= Acritic songs =

Songs about Byzantine akritai

The Acritic songs (Ακριτικά τραγούδια) are the epic poems that emerged in the Byzantine Empire probably around the ninth century. The songs celebrated the exploits of the Akritai, the frontier guards defending the eastern borders of the Byzantine Empire. The historical background was the almost continuous Arab–Byzantine wars between the seventh and twelfth centuries.
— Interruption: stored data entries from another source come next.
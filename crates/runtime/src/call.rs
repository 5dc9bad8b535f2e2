//! Function calls, frame setup/teardown, upvalue lifecycle, and
//! protected execution.
//!
//! `precall` resolves a callee: native functions run to completion on
//! the Rust stack; script functions get a frame pushed for the VM loop.
//! `__call`able values are rewritten in place by opening a stack hole
//! for the handler. Protected calls snapshot the parts of thread state
//! an unwind must restore and deposit the error object at the saved
//! top, exactly where the caller expects it.

use std::rc::Rc;

use selune_core::limits::MIN_STACK;

use crate::error::{Control, RtResult, Status};
use crate::func::{UpvalRef, UpvalState, new_open_upval};
use crate::gc;
use crate::heap::ThreadRef;
use crate::ldebug;
use crate::meta::Tm;
use crate::state::{CallFlags, CallInfo, FrameKind, HookEvent, MASK_CALL, MASK_RET, Runtime};
use crate::value::Value;
use crate::vm;

// ======================================================================
// Upvalues
// ======================================================================

/// Find or create the open upvalue cell aliasing `slot` on the current
/// thread. The per-thread list stays sorted by descending slot.
pub fn find_upvalue(rt: &mut Runtime, slot: usize) -> UpvalRef {
    let cur = rt.current;
    let th = rt.heap.thread_mut(cur);
    let mut insert_at = th.open_upvals.len();
    for (i, (s, uv)) in th.open_upvals.iter().enumerate() {
        if *s == slot {
            return Rc::clone(uv);
        }
        if *s < slot {
            insert_at = i;
            break;
        }
    }
    let uv = new_open_upval(cur, slot);
    th.open_upvals.insert(insert_at, (slot, Rc::clone(&uv)));
    if !rt.twups.contains(&cur) {
        rt.twups.push(cur);
    }
    uv
}

/// Close every open upvalue of `thread` at or above `level`: shared
/// cells absorb their stack value; unshared cells just die.
pub fn close_upvalues(rt: &mut Runtime, thread: ThreadRef, level: usize) {
    loop {
        let th = rt.heap.thread_mut(thread);
        match th.open_upvals.first() {
            Some((slot, _)) if *slot >= level => {
                let (slot, uv) = th.open_upvals.remove(0);
                // The list holds one reference; closures hold the rest.
                if Rc::strong_count(&uv) > 1 {
                    let v = rt.heap.thread(thread).stack[slot];
                    *uv.state.borrow_mut() = UpvalState::Closed(v);
                    gc::barrier_upvalue(rt, &uv, &v);
                }
            }
            _ => return,
        }
    }
}

// ======================================================================
// Call setup / teardown
// ======================================================================

pub enum PreCall {
    /// Native function already ran; results are in place.
    Native,
    /// A script frame was pushed; the VM loop must run it.
    Lua,
}

/// Shift stack values up to open a hole at `at` for a `__call`
/// handler.
fn try_call_tm(rt: &mut Runtime, func: usize) -> RtResult<()> {
    let callee = rt.th().stack[func];
    let tm = rt.tm_of(&callee, Tm::Call);
    if !matches!(tm, Value::Closure(_) | Value::NativeClosure(_) | Value::NativeFn(_)) {
        return Err(ldebug::type_error(rt, &callee, "call"));
    }
    rt.ensure_stack(1)?;
    let th = rt.th_mut();
    let top = th.top;
    th.stack.copy_within(func..top, func + 1);
    th.top = top + 1;
    th.stack[func] = tm;
    Ok(())
}

/// Move `count` fixed parameters past the varargs so registers line up
/// at a fresh base. Returns the new base.
fn adjust_varargs(rt: &mut Runtime, num_fixed: usize, actual: usize) -> RtResult<usize> {
    rt.ensure_stack(num_fixed + 1)?;
    let th = rt.th_mut();
    let fixed = th.top - actual;
    let base = th.top;
    for i in 0..num_fixed {
        if i < actual {
            let v = th.stack[fixed + i];
            th.stack[th.top] = v;
            th.stack[fixed + i] = Value::Nil;
        } else {
            th.stack[th.top] = Value::Nil;
        }
        th.top += 1;
    }
    Ok(base)
}

/// Prepare a call to the value at stack slot `func` with the arguments
/// above it.
pub fn precall(rt: &mut Runtime, func: usize, nresults: i32) -> RtResult<PreCall> {
    loop {
        let callee = rt.th().stack[func];
        match callee {
            Value::NativeFn(_) | Value::NativeClosure(_) => {
                let f = match callee {
                    Value::NativeFn(f) => f,
                    Value::NativeClosure(c) => rt.heap.native_closure(c).f,
                    _ => unreachable!(),
                };
                rt.ensure_stack(MIN_STACK)?;
                let top = rt.th().top;
                let errfunc = rt.th().errfunc;
                rt.th_mut().ci.push(CallInfo {
                    func,
                    top: top + MIN_STACK,
                    nresults,
                    flags: CallFlags::empty(),
                    extra: 0,
                    kind: FrameKind::Native { k: None, ctx: 0, old_errfunc: errfunc },
                });
                if rt.th().hook_mask & MASK_CALL != 0 {
                    ldebug::call_hook(rt, HookEvent::Call)?;
                }
                let n = f(rt)?;
                let first = rt.th().top - n as usize;
                poscall(rt, first, n as usize)?;
                return Ok(PreCall::Native);
            }
            Value::Closure(cl) => {
                let proto_ref = rt.heap.closure(cl).proto;
                let (max_stack, num_params, is_vararg) = {
                    let p = rt.heap.proto(proto_ref);
                    (p.max_stack_size as usize, p.num_params as usize, p.is_vararg)
                };
                rt.ensure_stack(max_stack)?;
                let actual = rt.th().top - func - 1;
                // Missing arguments read as nil.
                for _ in actual..num_params {
                    let th = rt.th_mut();
                    th.stack[th.top] = Value::Nil;
                    th.top += 1;
                }
                let actual = actual.max(num_params);
                let base = if is_vararg {
                    adjust_varargs(rt, num_params, actual)?
                } else {
                    func + 1
                };
                rt.ensure_stack(max_stack)?;
                let th = rt.th_mut();
                let frame_top = base + max_stack;
                th.top = frame_top;
                th.ci.push(CallInfo {
                    func,
                    top: frame_top,
                    nresults,
                    flags: CallFlags::empty(),
                    extra: 0,
                    kind: FrameKind::Lua { base, pc: 0 },
                });
                if rt.th().hook_mask & MASK_CALL != 0 {
                    ldebug::call_hook(rt, HookEvent::Call)?;
                }
                return Ok(PreCall::Lua);
            }
            _ => {
                // Not callable: install its __call handler at the
                // callee slot and retry.
                try_call_tm(rt, func)?;
            }
        }
    }
}

/// Finish a call: fire the return hook, pop the frame, and move
/// `nres` results (starting at `first`) down to the callee slot,
/// padding or truncating to the caller's expectation.
pub fn poscall(rt: &mut Runtime, first: usize, nres: usize) -> RtResult<()> {
    if rt.th().hook_mask & MASK_RET != 0 {
        ldebug::call_hook(rt, HookEvent::Return)?;
    }
    let frame = rt.th_mut().ci.pop().expect("frame to pop");
    let res = frame.func;
    let wanted = frame.nresults;
    move_results(rt, first, res, nres, wanted);
    Ok(())
}

pub fn move_results(rt: &mut Runtime, first: usize, res: usize, nres: usize, wanted: i32) {
    let th = rt.th_mut();
    match wanted {
        0 => {
            th.top = res;
        }
        selune_core::limits::MULTRET => {
            for i in 0..nres {
                th.stack[res + i] = th.stack[first + i];
            }
            th.top = res + nres;
        }
        _ => {
            let wanted = wanted as usize;
            let n = wanted.min(nres);
            for i in 0..n {
                th.stack[res + i] = th.stack[first + i];
            }
            for i in n..wanted {
                th.stack[res + i] = Value::Nil;
            }
            th.top = res + wanted;
        }
    }
}

/// Call the value at `func` with everything above it as arguments,
/// running the VM as needed.
pub fn call_value(rt: &mut Runtime, func: usize, nresults: i32) -> RtResult<()> {
    rt.enter_native_call()?;
    let result = (|| match precall(rt, func, nresults)? {
        PreCall::Native => Ok(()),
        PreCall::Lua => vm::execute(rt),
    })();
    rt.leave_native_call();
    result
}

/// Like `call_value` but forbidding yields across it.
pub fn call_no_yield(rt: &mut Runtime, func: usize, nresults: i32) -> RtResult<()> {
    rt.th_mut().nny += 1;
    let r = call_value(rt, func, nresults);
    rt.th_mut().nny -= 1;
    r
}

// ======================================================================
// Error raising
// ======================================================================

/// Raise an error carrying `value`, first filtering it through the
/// active message handler, if any.
pub fn error_msg(rt: &mut Runtime, value: Value) -> Control {
    let errfunc = rt.th().errfunc;
    if errfunc == 0 {
        return Control::error(Status::ErrRun, value);
    }
    if rt.th().in_errfunc {
        // The handler itself failed; its error is discarded.
        return Control::error(Status::ErrErr, Value::Str(rt.errerr));
    }
    rt.th_mut().in_errfunc = true;
    let handled = (|| -> RtResult<Value> {
        let f = rt.th().stack[errfunc];
        rt.push_value(f)?;
        rt.push_value(value)?;
        let func = rt.th().top - 2;
        call_no_yield(rt, func, 1)?;
        let th = rt.th_mut();
        th.top -= 1;
        Ok(th.stack[th.top])
    })();
    rt.th_mut().in_errfunc = false;
    match handled {
        Ok(v) => Control::error(Status::ErrRun, v),
        Err(Control::Error(e)) if e.status == Status::ErrErr => Control::Error(e),
        Err(_) => Control::error(Status::ErrErr, Value::Str(rt.errerr)),
    }
}

/// Error object deposited for `status` during unwinding.
pub fn error_object(rt: &Runtime, status: Status, value: Value) -> Value {
    match status {
        Status::ErrMem => Value::Str(rt.memerr),
        Status::ErrErr => Value::Str(rt.errerr),
        _ => value,
    }
}

// ======================================================================
// Protected execution
// ======================================================================

/// Run `body` with full state restoration on error. Yields pass
/// through untouched (the innermost resume owns them).
pub fn protected_body<F>(rt: &mut Runtime, body: F) -> RtResult<()>
where
    F: FnOnce(&mut Runtime) -> RtResult<()>,
{
    let cur = rt.current;
    let saved = {
        let th = rt.th();
        (th.ci.len(), th.allow_hook, th.nny, th.errfunc, th.top, th.n_ccalls)
    };
    let result = body(rt);
    if let Err(Control::Error(e)) = &result {
        let (ci_len, allow_hook, nny, errfunc, old_top, n_ccalls) = saved;
        close_upvalues(rt, cur, old_top);
        let errobj = error_object(rt, e.status, e.value);
        let th = rt.heap.thread_mut(cur);
        th.ci.truncate(ci_len);
        th.stack[old_top] = errobj;
        // Clear the dead stack segment so the GC sees no stale refs.
        for v in &mut th.stack[old_top + 1..] {
            *v = Value::Nil;
        }
        th.top = old_top + 1;
        th.allow_hook = allow_hook;
        th.nny = nny;
        th.errfunc = errfunc;
        th.n_ccalls = n_ccalls;
    } else {
        rt.th_mut().errfunc = saved.3;
    }
    result
}

/// Protected call of the function at stack slot `func`:
/// `errfunc` is a stack slot of the message handler (0 for none).
/// On error, frames above are unwound and the error object replaces
/// the function and its arguments.
pub fn pcall_at(rt: &mut Runtime, func: usize, nresults: i32, errfunc: usize) -> Status {
    let old_errfunc = rt.th().errfunc;
    rt.th_mut().errfunc = errfunc;
    rt.th_mut().nny += 1;
    let saved_ci = rt.th().ci.len();
    let saved_ccalls = rt.th().n_ccalls;
    let saved_allow_hook = rt.th().allow_hook;
    let cur = rt.current;
    let result = call_value(rt, func, nresults);
    rt.th_mut().nny -= 1;
    match result {
        Ok(()) => {
            rt.th_mut().errfunc = old_errfunc;
            Status::Ok
        }
        Err(Control::Yield) => unreachable!("nny forbids yields through pcall"),
        Err(Control::Error(e)) => {
            close_upvalues(rt, cur, func);
            let errobj = error_object(rt, e.status, e.value);
            let th = rt.heap.thread_mut(cur);
            th.ci.truncate(saved_ci);
            th.stack[func] = errobj;
            for v in &mut th.stack[func + 1..] {
                *v = Value::Nil;
            }
            th.top = func + 1;
            th.errfunc = old_errfunc;
            th.n_ccalls = saved_ccalls;
            th.allow_hook = saved_allow_hook;
            rt.shrink_stack();
            e.status
        }
    }
}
Against this background several romances were produced, the most famous of which is that of Digenes Akritas, considered by some to signal the beginnings of modern Greek literature.

==Subject==
Written in Medieval Greek, the Acritic songs deal with the heroic deeds (ανδραγαθίες) of ἀκρίτες ("frontiersmen"), warriors that lived near the Arab frontiers and fought against the enemy. The constant state of war in the region and the repeated confrontations with the Arabs inspired poets to write down tales of chivalry as a response to a society that wished to be informed or hear details, whether factual or imaginary, of the adventures caused by enemy invasions or of the martial valor of their countrymen who drove the enemy out. The fate of the local civilians — who after each invasion often had to face the loss of family members as well as their own pain — is also a major theme.

The invasion and riposte, the hatred for the invader, the desire for revenge, the fate of female prisoners and the endeavours undertaken to achieve their rescue, all inspire the poet who, based on direct narrations by eyewitnesses, organises and develops this pool of information and emotions into a live language with an easily memorable verse. The poet also narrates in recitation, or in a simple, recurring, and easily taught pace, the enslavement, duels, massacres, escapes, release of captives, and often the bonds of affection between kidnappers and women that led to marriage and reconciliation.

==Origins==
Most academics trace the origins of Byzantine Akritic chivalric romance to the oral epic poetry of the ninth and tenth centuries. Greek scholar Sokrátes Kuyás (Σωκράτης Κουγέας) dates the earliest reference to oral epics of the tenth century to a speech given by bishop Arethas of Caesarea condemning the local αγύρται (ayirte, the Greek counterpart of troubadours) of Paphlagonia for glorifying violent acts instead of the saints and God. Kougeas aptly observed that Arethas suggests a tradition developed at that time exactly in central Anatolia, which was the cradle of Acritic literature. The preservation of such important oral songs in Asia Minor up to 1922, when the entire region was depopulated of Greeks, proves that Kougeas's assumption is valid.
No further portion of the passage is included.